# Work request:
Work through the listing below and state how many of its lines hold the word "exists". Give no other output.

# Given entries:

* * *

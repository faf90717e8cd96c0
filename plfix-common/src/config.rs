//! Configuration loading and setting resolution
//!
//! Every setting resolves in the same priority order:
//! 1. Command-line argument (highest priority)
//! 2. Environment variable
//! 3. TOML config file
//! 4. Compiled default (fallback)
//!
//! A missing config file is not an error: a warning is logged and the
//! compiled defaults apply.

use crate::{Error, Result};
use serde::{Deserialize, Serialize};
use std::path::{Path, PathBuf};
use tracing::{info, warn};

/// Environment variable holding the catalog bearer token
pub const ENV_ACCESS_TOKEN: &str = "PLFIX_ACCESS_TOKEN";
/// Environment variable overriding the backup directory
pub const ENV_BACKUP_DIR: &str = "PLFIX_BACKUP_DIR";
/// Environment variable overriding the search cache file
pub const ENV_CACHE_FILE: &str = "PLFIX_CACHE_FILE";

/// Logging section of the TOML config
#[derive(Debug, Clone, PartialEq, Eq, Serialize, Deserialize)]
pub struct LoggingConfig {
    /// Default tracing filter level ("error", "warn", "info", "debug", "trace")
    #[serde(default = "default_log_level")]
    pub level: String,
}

fn default_log_level() -> String {
    "info".to_string()
}

impl Default for LoggingConfig {
    fn default() -> Self {
        Self {
            level: default_log_level(),
        }
    }
}

/// Contents of `config.toml`
///
/// All fields are optional so a partial file still loads.
#[derive(Debug, Clone, Default, PartialEq, Eq, Serialize, Deserialize)]
pub struct TomlConfig {
    /// OAuth bearer token for the primary catalog
    #[serde(default)]
    pub access_token: Option<String>,
    /// Directory receiving pre-run playlist snapshots
    #[serde(default)]
    pub backup_dir: Option<PathBuf>,
    /// Search result cache file
    #[serde(default)]
    pub cache_file: Option<PathBuf>,
    /// Base URL of the primary catalog API
    #[serde(default)]
    pub api_base_url: Option<String>,
    /// Minimum spacing between catalog requests
    #[serde(default)]
    pub request_interval_ms: Option<u64>,
    #[serde(default)]
    pub logging: LoggingConfig,
}

/// Compiled fallback values
#[derive(Debug, Clone)]
pub struct CompiledDefaults {
    pub backup_dir: PathBuf,
    pub cache_file: PathBuf,
    pub api_base_url: String,
    pub request_interval_ms: u64,
    pub log_level: String,
}

impl Default for CompiledDefaults {
    fn default() -> Self {
        Self {
            backup_dir: PathBuf::from("backup"),
            cache_file: PathBuf::from("cache").join("search_cache.json"),
            api_base_url: "https://www.googleapis.com/youtube/v3".to_string(),
            request_interval_ms: 200,
            log_level: default_log_level(),
        }
    }
}

/// Default location of the user config file (`~/.config/plfix/config.toml` on Linux)
pub fn default_config_path() -> Option<PathBuf> {
    dirs::config_dir().map(|d| d.join("plfix").join("config.toml"))
}

/// Load the TOML config
///
/// `explicit` is the `--config` argument. When it is `None` the platform
/// default location is tried. A missing or unreadable file yields the
/// defaults; a file that exists but does not parse is a configuration error.
pub fn load_toml_config(explicit: Option<&Path>) -> Result<TomlConfig> {
    let path = match explicit {
        Some(p) => p.to_path_buf(),
        None => match default_config_path() {
            Some(p) => p,
            None => {
                warn!("Could not determine config directory, using defaults");
                return Ok(TomlConfig::default());
            }
        },
    };

    if !path.exists() {
        if explicit.is_some() {
            warn!("Config file not found: {}, using defaults", path.display());
        } else {
            info!("No config file at {}, using defaults", path.display());
        }
        return Ok(TomlConfig::default());
    }

    let content = match std::fs::read_to_string(&path) {
        Ok(content) => content,
        Err(e) => {
            warn!("Config file {} unreadable ({}), using defaults", path.display(), e);
            return Ok(TomlConfig::default());
        }
    };
    let config: TomlConfig = toml::from_str(&content)
        .map_err(|e| Error::Config(format!("Parse {} failed: {}", path.display(), e)))?;

    info!("Loaded config from {}", path.display());
    Ok(config)
}

/// Resolve a path setting: CLI → ENV → TOML → default
pub fn resolve_path(
    cli_arg: Option<&Path>,
    env_var_name: &str,
    toml_value: Option<&Path>,
    default: &Path,
) -> PathBuf {
    if let Some(path) = cli_arg {
        return path.to_path_buf();
    }

    if let Ok(path) = std::env::var(env_var_name) {
        if !path.trim().is_empty() {
            return PathBuf::from(path);
        }
    }

    if let Some(path) = toml_value {
        return path.to_path_buf();
    }

    default.to_path_buf()
}

/// Resolve the catalog access token: CLI → ENV → TOML
///
/// There is no compiled default; a missing token is fatal.
pub fn resolve_access_token(cli_arg: Option<&str>, toml_config: &TomlConfig) -> Result<String> {
    let env_token = std::env::var(ENV_ACCESS_TOKEN).ok();
    let toml_token = toml_config.access_token.as_deref();

    let mut sources = Vec::new();
    if cli_arg.is_some_and(is_valid_token) {
        sources.push("command line");
    }
    if env_token.as_deref().is_some_and(is_valid_token) {
        sources.push("environment");
    }
    if toml_token.is_some_and(is_valid_token) {
        sources.push("TOML");
    }

    // Warn if multiple sources (potential misconfiguration)
    if sources.len() > 1 {
        warn!(
            "Access token found in multiple sources: {}. Using {} (highest priority).",
            sources.join(", "),
            sources[0]
        );
    }

    if let Some(token) = cli_arg.filter(|t| is_valid_token(t)) {
        return Ok(token.trim().to_string());
    }
    if let Some(token) = env_token.filter(|t| is_valid_token(t)) {
        info!("Access token loaded from environment variable");
        return Ok(token.trim().to_string());
    }
    if let Some(token) = toml_token.filter(|t| is_valid_token(t)) {
        info!("Access token loaded from TOML config");
        return Ok(token.trim().to_string());
    }

    Err(Error::Config(format!(
        "Access token not configured. Please configure using one of:\n\
         1. Command line: --access-token <token>\n\
         2. Environment: {}=<token>\n\
         3. TOML config: ~/.config/plfix/config.toml (access_token = \"<token>\")\n\
         \n\
         The token needs the youtube.force-ssl scope to edit playlists.",
        ENV_ACCESS_TOKEN
    )))
}

/// Validate a token (non-empty, non-whitespace)
pub fn is_valid_token(token: &str) -> bool {
    !token.trim().is_empty()
}

#[cfg(test)]
mod tests {
    use super::*;

    #[test]
    fn test_is_valid_token() {
        assert!(is_valid_token("ya29.abc"));
        assert!(!is_valid_token(""));
        assert!(!is_valid_token("   \t"));
    }

    #[test]
    fn test_compiled_defaults_match_legacy_locations() {
        let defaults = CompiledDefaults::default();
        assert_eq!(defaults.backup_dir, PathBuf::from("backup"));
        assert_eq!(
            defaults.cache_file,
            PathBuf::from("cache").join("search_cache.json")
        );
        assert_eq!(defaults.log_level, "info");
        assert_eq!(defaults.request_interval_ms, 200);
    }

    #[test]
    fn test_partial_toml_parses() {
        let config: TomlConfig = toml::from_str("backup_dir = \"/tmp/b\"\n").unwrap();
        assert_eq!(config.backup_dir, Some(PathBuf::from("/tmp/b")));
        assert!(config.access_token.is_none());
        assert_eq!(config.logging.level, "info");
    }
}
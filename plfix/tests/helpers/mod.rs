//! Test Helper Utilities
//!
//! Shared utilities for testing plfix

#![allow(dead_code)]

pub mod fake_catalog;

pub use fake_catalog::{FakeCatalog, FakeSecondary};

use plfix::catalog::{ContentMetadata, SecondaryTrack};

/// Metadata record for a fake search result
pub fn meta(content_id: &str, title: &str, channel: &str) -> ContentMetadata {
    ContentMetadata {
        content_id: content_id.to_string(),
        title: title.to_string(),
        channel_title: channel.to_string(),
        length_seconds: Some(200),
    }
}

/// Secondary-catalog track flagged unavailable
pub fn unavailable_track(title: &str, artist: &str, content_id: Option<&str>) -> SecondaryTrack {
    SecondaryTrack {
        title: title.to_string(),
        artist: artist.to_string(),
        content_id: content_id.map(str::to_string),
        is_available: false,
    }
}
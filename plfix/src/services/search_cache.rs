//! Search result cache
//!
//! Explicit store handed to [`CandidateSearch`](super::candidate_search::CandidateSearch).
//! Entries never expire; the file-backed store survives across runs until
//! the file is removed.

use std::collections::HashMap;
use std::path::{Path, PathBuf};
use std::sync::Mutex;
use thiserror::Error;

#[derive(Debug, Error)]
pub enum SearchCacheError {
    #[error("Cache I/O error at {path}: {source}")]
    Io {
        path: PathBuf,
        #[source]
        source: std::io::Error,
    },

    #[error("Cache file {path} is not valid JSON: {source}")]
    Corrupt {
        path: PathBuf,
        #[source]
        source: serde_json::Error,
    },

    #[error("Cache lock poisoned")]
    Poisoned,
}

/// Cache key for a `(title, limit)` search
pub fn cache_key(raw_title: &str, limit: u32) -> String {
    format!("{}|{}", raw_title, limit)
}

/// Key/value store for search results
pub trait SearchCache: Send + Sync {
    fn get(&self, key: &str) -> Result<Option<Vec<String>>, SearchCacheError>;

    fn put(&self, key: &str, ids: Vec<String>) -> Result<(), SearchCacheError>;
}

/// Process-local cache
#[derive(Debug, Default)]
pub struct InMemorySearchCache {
    entries: Mutex<HashMap<String, Vec<String>>>,
}

impl InMemorySearchCache {
    pub fn new() -> Self {
        Self::default()
    }

    pub fn len(&self) -> usize {
        self.entries.lock().map(|e| e.len()).unwrap_or(0)
    }

    pub fn is_empty(&self) -> bool {
        self.len() == 0
    }
}

impl SearchCache for InMemorySearchCache {
    fn get(&self, key: &str) -> Result<Option<Vec<String>>, SearchCacheError> {
        let entries = self.entries.lock().map_err(|_| SearchCacheError::Poisoned)?;
        Ok(entries.get(key).cloned())
    }

    fn put(&self, key: &str, ids: Vec<String>) -> Result<(), SearchCacheError> {
        let mut entries = self.entries.lock().map_err(|_| SearchCacheError::Poisoned)?;
        entries.insert(key.to_string(), ids);
        Ok(())
    }
}

/// JSON-file cache
///
/// The whole map is loaded at open and rewritten on every `put`
/// (temp file + rename, so a crash never leaves a truncated cache).
#[derive(Debug)]
pub struct JsonFileSearchCache {
    path: PathBuf,
    entries: Mutex<HashMap<String, Vec<String>>>,
}

impl JsonFileSearchCache {
    /// Open `path`; a missing file starts an empty cache
    pub fn open(path: impl AsRef<Path>) -> Result<Self, SearchCacheError> {
        let path = path.as_ref().to_path_buf();

        let entries = match std::fs::read_to_string(&path) {
            Ok(content) if content.trim().is_empty() => HashMap::new(),
            Ok(content) => {
                serde_json::from_str(&content).map_err(|source| SearchCacheError::Corrupt {
                    path: path.clone(),
                    source,
                })?
            }
            Err(e) if e.kind() == std::io::ErrorKind::NotFound => {
                tracing::debug!(path = %path.display(), "No search cache file yet, starting empty");
                HashMap::new()
            }
            Err(source) => return Err(SearchCacheError::Io { path, source }),
        };

        tracing::debug!(
            path = %path.display(),
            entries = entries.len(),
            "Search cache loaded"
        );
        Ok(Self {
            path,
            entries: Mutex::new(entries),
        })
    }

    pub fn path(&self) -> &Path {
        &self.path
    }

    fn persist(&self, entries: &HashMap<String, Vec<String>>) -> Result<(), SearchCacheError> {
        let io_err = |source: std::io::Error| SearchCacheError::Io {
            path: self.path.clone(),
            source,
        };

        if let Some(parent) = self.path.parent().filter(|p| !p.as_os_str().is_empty()) {
            std::fs::create_dir_all(parent).map_err(io_err)?;
        }

        let json = serde_json::to_string_pretty(entries).map_err(|source| {
            SearchCacheError::Corrupt {
                path: self.path.clone(),
                source,
            }
        })?;

        let temp_path = self.path.with_extension("json.tmp");
        std::fs::write(&temp_path, json).map_err(io_err)?;
        std::fs::rename(&temp_path, &self.path).map_err(io_err)?;
        Ok(())
    }
}

impl SearchCache for JsonFileSearchCache {
    fn get(&self, key: &str) -> Result<Option<Vec<String>>, SearchCacheError> {
        let entries = self.entries.lock().map_err(|_| SearchCacheError::Poisoned)?;
        Ok(entries.get(key).cloned())
    }

    fn put(&self, key: &str, ids: Vec<String>) -> Result<(), SearchCacheError> {
        let mut entries = self.entries.lock().map_err(|_| SearchCacheError::Poisoned)?;
        entries.insert(key.to_string(), ids);
        self.persist(&entries)
    }
}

* * *

# Result below:
2